*** Opening Records ***

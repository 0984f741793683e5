//! User profile repository with a read-through cache.

use std::time::Duration;

use moka::future::Cache;
use serde_json::Value;
use tracing::instrument;

use gtm_shop_core::UserId;

use super::{Filter, Query, RemoteStore, RepositoryError, Table, now_timestamp, single};
use crate::models::{ProfileUpdate, UserProfile};

/// Cached profiles, shared across repository instances.
///
/// Entries live for 5 minutes and are replaced on every write.
#[derive(Clone)]
pub struct ProfileCache {
    profiles: Cache<UserId, UserProfile>,
}

impl Default for ProfileCache {
    fn default() -> Self {
        Self::new()
    }
}

impl ProfileCache {
    /// Create an empty cache.
    #[must_use]
    pub fn new() -> Self {
        Self {
            profiles: Cache::builder()
                .max_capacity(1000)
                .time_to_live(Duration::from_secs(300)) // 5 minutes
                .build(),
        }
    }

    /// Drop the cached profile for `user_id`.
    pub async fn invalidate(&self, user_id: &UserId) {
        self.profiles.invalidate(user_id).await;
    }
}

/// Repository for the `user_profiles` table.
pub struct ProfileRepository<'a> {
    store: &'a dyn RemoteStore,
    cache: &'a ProfileCache,
}

fn by_user(user_id: UserId) -> Vec<Filter> {
    vec![Filter {
        column: "user_id".to_string(),
        value: user_id.to_string(),
    }]
}

impl<'a> ProfileRepository<'a> {
    /// Create a new profile repository.
    #[must_use]
    pub const fn new(store: &'a dyn RemoteStore, cache: &'a ProfileCache) -> Self {
        Self { store, cache }
    }

    /// Create the profile for a user, or return the existing one.
    ///
    /// Safe to call repeatedly: an existing profile is returned unchanged, and
    /// a concurrent insert that wins the unique constraint is re-read.
    ///
    /// # Errors
    ///
    /// Returns `RepositoryError` if the backend fails.
    #[instrument(skip(self, email, display_name))]
    pub async fn create(
        &self,
        user_id: UserId,
        email: &str,
        display_name: Option<&str>,
    ) -> Result<UserProfile, RepositoryError> {
        if let Some(existing) = self.fetch(user_id).await? {
            tracing::debug!("Profile already exists, skipping creation");
            return Ok(existing);
        }

        let profile = UserProfile::new(user_id, email, display_name.map(String::from));
        let profile = match self
            .store
            .insert(Table::UserProfiles, serde_json::to_value(&profile)?)
            .await
        {
            Ok(row) => serde_json::from_value(row)?,
            Err(RepositoryError::Conflict(_)) => {
                tracing::debug!("Profile created concurrently, fetching existing");
                self.fetch(user_id).await?.ok_or(RepositoryError::NotFound)?
            }
            Err(e) => return Err(e),
        };

        self.cache.profiles.insert(user_id, profile.clone()).await;
        Ok(profile)
    }

    /// Get a user's profile, if one exists.
    ///
    /// Served from the cache when fresh.
    ///
    /// # Errors
    ///
    /// Returns `RepositoryError` if the backend fails.
    #[instrument(skip(self))]
    pub async fn get(&self, user_id: UserId) -> Result<Option<UserProfile>, RepositoryError> {
        if let Some(profile) = self.cache.profiles.get(&user_id).await {
            return Ok(Some(profile));
        }

        let profile = self.fetch(user_id).await?;
        if let Some(profile) = &profile {
            self.cache.profiles.insert(user_id, profile.clone()).await;
        }
        Ok(profile)
    }

    /// Apply a partial update and return the new profile.
    ///
    /// # Errors
    ///
    /// Returns `RepositoryError::NotFound` if the user has no profile.
    #[instrument(skip(self, update))]
    pub async fn update(
        &self,
        user_id: UserId,
        update: &ProfileUpdate,
    ) -> Result<UserProfile, RepositoryError> {
        self.cache.invalidate(&user_id).await;

        let mut patch = serde_json::to_value(update)?;
        if let Value::Object(fields) = &mut patch {
            fields.insert("updated_at".into(), now_timestamp());
        }

        let profile: UserProfile = single(
            self.store
                .update(Table::UserProfiles, &by_user(user_id), patch)
                .await?,
        )?;

        self.cache.profiles.insert(user_id, profile.clone()).await;
        tracing::info!("Profile updated");
        Ok(profile)
    }

    async fn fetch(&self, user_id: UserId) -> Result<Option<UserProfile>, RepositoryError> {
        let query = Query::new().eq("user_id", user_id).limit(1);
        let rows = self.store.select(Table::UserProfiles, &query).await?;
        match single(rows) {
            Ok(profile) => Ok(Some(profile)),
            Err(RepositoryError::NotFound) => Ok(None),
            Err(e) => Err(e),
        }
    }
}

#[cfg(test)]
#[allow(clippy::unwrap_used)]
mod tests {
    use serde_json::json;

    use super::*;
    use crate::db::MemoryStore;

    #[tokio::test]
    async fn test_create_is_idempotent() {
        let store = MemoryStore::new();
        let cache = ProfileCache::new();
        let repo = ProfileRepository::new(&store, &cache);
        let user = UserId::random();

        let first = repo.create(user, "ada@example.com", Some("Ada")).await.unwrap();
        let second = repo.create(user, "other@example.com", Some("Other")).await.unwrap();

        assert_eq!(first, second);
        assert_eq!(second.display_name.as_deref(), Some("Ada"));
        assert_eq!(store.rows(Table::UserProfiles).len(), 1);
    }

    #[tokio::test]
    async fn test_get_missing_is_none() {
        let store = MemoryStore::new();
        let cache = ProfileCache::new();
        let repo = ProfileRepository::new(&store, &cache);
        assert!(repo.get(UserId::random()).await.unwrap().is_none());
    }

    #[tokio::test]
    async fn test_get_is_served_from_cache() {
        let store = MemoryStore::new();
        let cache = ProfileCache::new();
        let repo = ProfileRepository::new(&store, &cache);
        let user = UserId::random();
        repo.create(user, "ada@example.com", None).await.unwrap();

        store.inject_failure(Table::UserProfiles);
        let cached = repo.get(user).await.unwrap().unwrap();
        assert_eq!(cached.email, "ada@example.com");
    }

    #[tokio::test]
    async fn test_update_refreshes_cache() {
        let store = MemoryStore::new();
        let cache = ProfileCache::new();
        let repo = ProfileRepository::new(&store, &cache);
        let user = UserId::random();
        repo.create(user, "ada@example.com", Some("Ada")).await.unwrap();
        repo.get(user).await.unwrap();

        let update = ProfileUpdate {
            city: Some("Lisbon".to_string()),
            ..ProfileUpdate::default()
        };
        let updated = repo.update(user, &update).await.unwrap();
        assert_eq!(updated.city.as_deref(), Some("Lisbon"));
        assert_eq!(updated.display_name.as_deref(), Some("Ada"));
        assert!(updated.updated_at.is_some());

        let fetched = repo.get(user).await.unwrap().unwrap();
        assert_eq!(fetched.city.as_deref(), Some("Lisbon"));
    }

    #[tokio::test]
    async fn test_update_missing_is_not_found() {
        let store = MemoryStore::new();
        let cache = ProfileCache::new();
        let repo = ProfileRepository::new(&store, &cache);
        let result = repo.update(UserId::random(), &ProfileUpdate::default()).await;
        assert!(matches!(result, Err(RepositoryError::NotFound)));
    }

    #[tokio::test]
    async fn test_create_returns_row_written_elsewhere() {
        let store = MemoryStore::new();
        let cache = ProfileCache::new();
        let user = UserId::random();

        store
            .insert(
                Table::UserProfiles,
                json!({"user_id": user.to_string(), "email": "first@example.com"}),
            )
            .await
            .unwrap();

        let repo = ProfileRepository::new(&store, &cache);
        let profile = repo.create(user, "second@example.com", None).await.unwrap();
        assert_eq!(profile.email, "first@example.com");
    }
}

*** Closing Records ***

- Task to carry out: Without changing anything, repeat the whole listing.

- Reply:
repository 0984f741793683e5
//! User profile repository with a read-through cache.

use std::time::Duration;

use moka::future::Cache;
use serde_json::Value;
use tracing::instrument;

use gtm_shop_core::UserId;

use super::{Filter, Query, RemoteStore, RepositoryError, Table, now_timestamp, single};
use crate::models::{ProfileUpdate, UserProfile};

/// Cached profiles, shared across repository instances.
///
/// Entries live for 5 minutes and are replaced on every write.
#[derive(Clone)]
pub struct ProfileCache {
    profiles: Cache<UserId, UserProfile>,
}

impl Default for ProfileCache {
    fn default() -> Self {
        Self::new()
    }
}

impl ProfileCache {
    /// Create an empty cache.
    #[must_use]
    pub fn new() -> Self {
        Self {
            profiles: Cache::builder()
                .max_capacity(1000)
                .time_to_live(Duration::from_secs(300)) // 5 minutes
                .build(),
        }
    }

    /// Drop the cached profile for `user_id`.
    pub async fn invalidate(&self, user_id: &UserId) {
        self.profiles.invalidate(user_id).await;
    }
}

/// Repository for the `user_profiles` table.
pub struct ProfileRepository<'a> {
    store: &'a dyn RemoteStore,
    cache: &'a ProfileCache,
}

fn by_user(user_id: UserId) -> Vec<Filter> {
    vec![Filter {
        column: "user_id".to_string(),
        value: user_id.to_string(),
    }]
}

impl<'a> ProfileRepository<'a> {
    /// Create a new profile repository.
    #[must_use]
    pub const fn new(store: &'a dyn RemoteStore, cache: &'a ProfileCache) -> Self {
        Self { store, cache }
    }

    /// Create the profile for a user, or return the existing one.
    ///
    /// Safe to call repeatedly: an existing profile is returned unchanged, and
    /// a concurrent insert that wins the unique constraint is re-read.
    ///
    /// # Errors
    ///
    /// Returns `RepositoryError` if the backend fails.
    #[instrument(skip(self, email, display_name))]
    pub async fn create(
        &self,
        user_id: UserId,
        email: &str,
        display_name: Option<&str>,
    ) -> Result<UserProfile, RepositoryError> {
        if let Some(existing) = self.fetch(user_id).await? {
            tracing::debug!("Profile already exists, skipping creation");
            return Ok(existing);
        }

        let profile = UserProfile::new(user_id, email, display_name.map(String::from));
        let profile = match self
            .store
            .insert(Table::UserProfiles, serde_json::to_value(&profile)?)
            .await
        {
            Ok(row) => serde_json::from_value(row)?,
            Err(RepositoryError::Conflict(_)) => {
                tracing::debug!("Profile created concurrently, fetching existing");
                self.fetch(user_id).await?.ok_or(RepositoryError::NotFound)?
            }
            Err(e) => return Err(e),
        };

        self.cache.profiles.insert(user_id, profile.clone()).await;
        Ok(profile)
    }

    /// Get a user's profile, if one exists.
    ///
    /// Served from the cache when fresh.
    ///
    /// # Errors
    ///
    /// Returns `RepositoryError` if the backend fails.
    #[instrument(skip(self))]
    pub async fn get(&self, user_id: UserId) -> Result<Option<UserProfile>, RepositoryError> {
        if let Some(profile) = self.cache.profiles.get(&user_id).await {
            return Ok(Some(profile));
        }

        let profile = self.fetch(user_id).await?;
        if let Some(profile) = &profile {
            self.cache.profiles.insert(user_id, profile.clone()).await;
        }
        Ok(profile)
    }

    /// Apply a partial update and return the new profile.
    ///
    /// # Errors
    ///
    /// Returns `RepositoryError::NotFound` if the user has no profile.
    #[instrument(skip(self, update))]
    pub async fn update(
        &self,
        user_id: UserId,
        update: &ProfileUpdate,
    ) -> Result<UserProfile, RepositoryError> {
        self.cache.invalidate(&user_id).await;

        let mut patch = serde_json::to_value(update)?;
        if let Value::Object(fields) = &mut patch {
            fields.insert("updated_at".into(), now_timestamp());
        }

        let profile: UserProfile = single(
            self.store
                .update(Table::UserProfiles, &by_user(user_id), patch)
                .await?,
        )?;

        self.cache.profiles.insert(user_id, profile.clone()).await;
        tracing::info!("Profile updated");
        Ok(profile)
    }

    async fn fetch(&self, user_id: UserId) -> Result<Option<UserProfile>, RepositoryError> {
        let query = Query::new().eq("user_id", user_id).limit(1);
        let rows = self.store.select(Table::UserProfiles, &query).await?;
        match single(rows) {
            Ok(profile) => Ok(Some(profile)),
            Err(RepositoryError::NotFound) => Ok(None),
            Err(e) => Err(e),
        }
    }
}

#[cfg(test)]
#[allow(clippy::unwrap_used)]
mod tests {
    use serde_json::json;

    use super::*;
    use crate::db::MemoryStore;

    #[tokio::test]
    async fn test_create_is_idempotent() {
        let store = MemoryStore::new();
        let cache = ProfileCache::new();
        let repo = ProfileRepository::new(&store, &cache);
        let user = UserId::random();

        let first = repo.create(user, "ada@example.com", Some("Ada")).await.unwrap();
        let second = repo.create(user, "other@example.com", Some("Other")).await.unwrap();

        assert_eq!(first, second);
        assert_eq!(second.display_name.as_deref(), Some("Ada"));
        assert_eq!(store.rows(Table::UserProfiles).len(), 1);
    }

    #[tokio::test]
    async fn test_get_missing_is_none() {
        let store = MemoryStore::new();
        let cache = ProfileCache::new();
        let repo = ProfileRepository::new(&store, &cache);
        assert!(repo.get(UserId::random()).await.unwrap().is_none());
    }

    #[tokio::test]
    async fn test_get_is_served_from_cache() {
        let store = MemoryStore::new();
        let cache = ProfileCache::new();
        let repo = ProfileRepository::new(&store, &cache);
        let user = UserId::random();
        repo.create(user, "ada@example.com", None).await.unwrap();

        store.inject_failure(Table::UserProfiles);
        let cached = repo.get(user).await.unwrap().unwrap();
        assert_eq!(cached.email, "ada@example.com");
    }

    #[tokio::test]
    async fn test_update_refreshes_cache() {
        let store = MemoryStore::new();
        let cache = ProfileCache::new();
        let repo = ProfileRepository::new(&store, &cache);
        let user = UserId::random();
        repo.create(user, "ada@example.com", Some("Ada")).await.unwrap();
        repo.get(user).await.unwrap();

        let update = ProfileUpdate {
            city: Some("Lisbon".to_string()),
            ..ProfileUpdate::default()
        };
        let updated = repo.update(user, &update).await.unwrap();
        assert_eq!(updated.city.as_deref(), Some("Lisbon"));
        assert_eq!(updated.display_name.as_deref(), Some("Ada"));
        assert!(updated.updated_at.is_some());

        let fetched = repo.get(user).await.unwrap().unwrap();
        assert_eq!(fetched.city.as_deref(), Some("Lisbon"));
    }

    #[tokio::test]
    async fn test_update_missing_is_not_found() {
        let store = MemoryStore::new();
        let cache = ProfileCache::new();
        let repo = ProfileRepository::new(&store, &cache);
        let result = repo.update(UserId::random(), &ProfileUpdate::default()).await;
        assert!(matches!(result, Err(RepositoryError::NotFound)));
    }

    #[tokio::test]
    async fn test_create_returns_row_written_elsewhere() {
        let store = MemoryStore::new();
        let cache = ProfileCache::new();
        let user = UserId::random();

        store
            .insert(
                Table::UserProfiles,
                json!({"user_id": user.to_string(), "email": "first@example.com"}),
            )
            .await
            .unwrap();

        let repo = ProfileRepository::new(&store, &cache);
        let profile = repo.create(user, "second@example.com", None).await.unwrap();
        assert_eq!(profile.email, "first@example.com");
    }
}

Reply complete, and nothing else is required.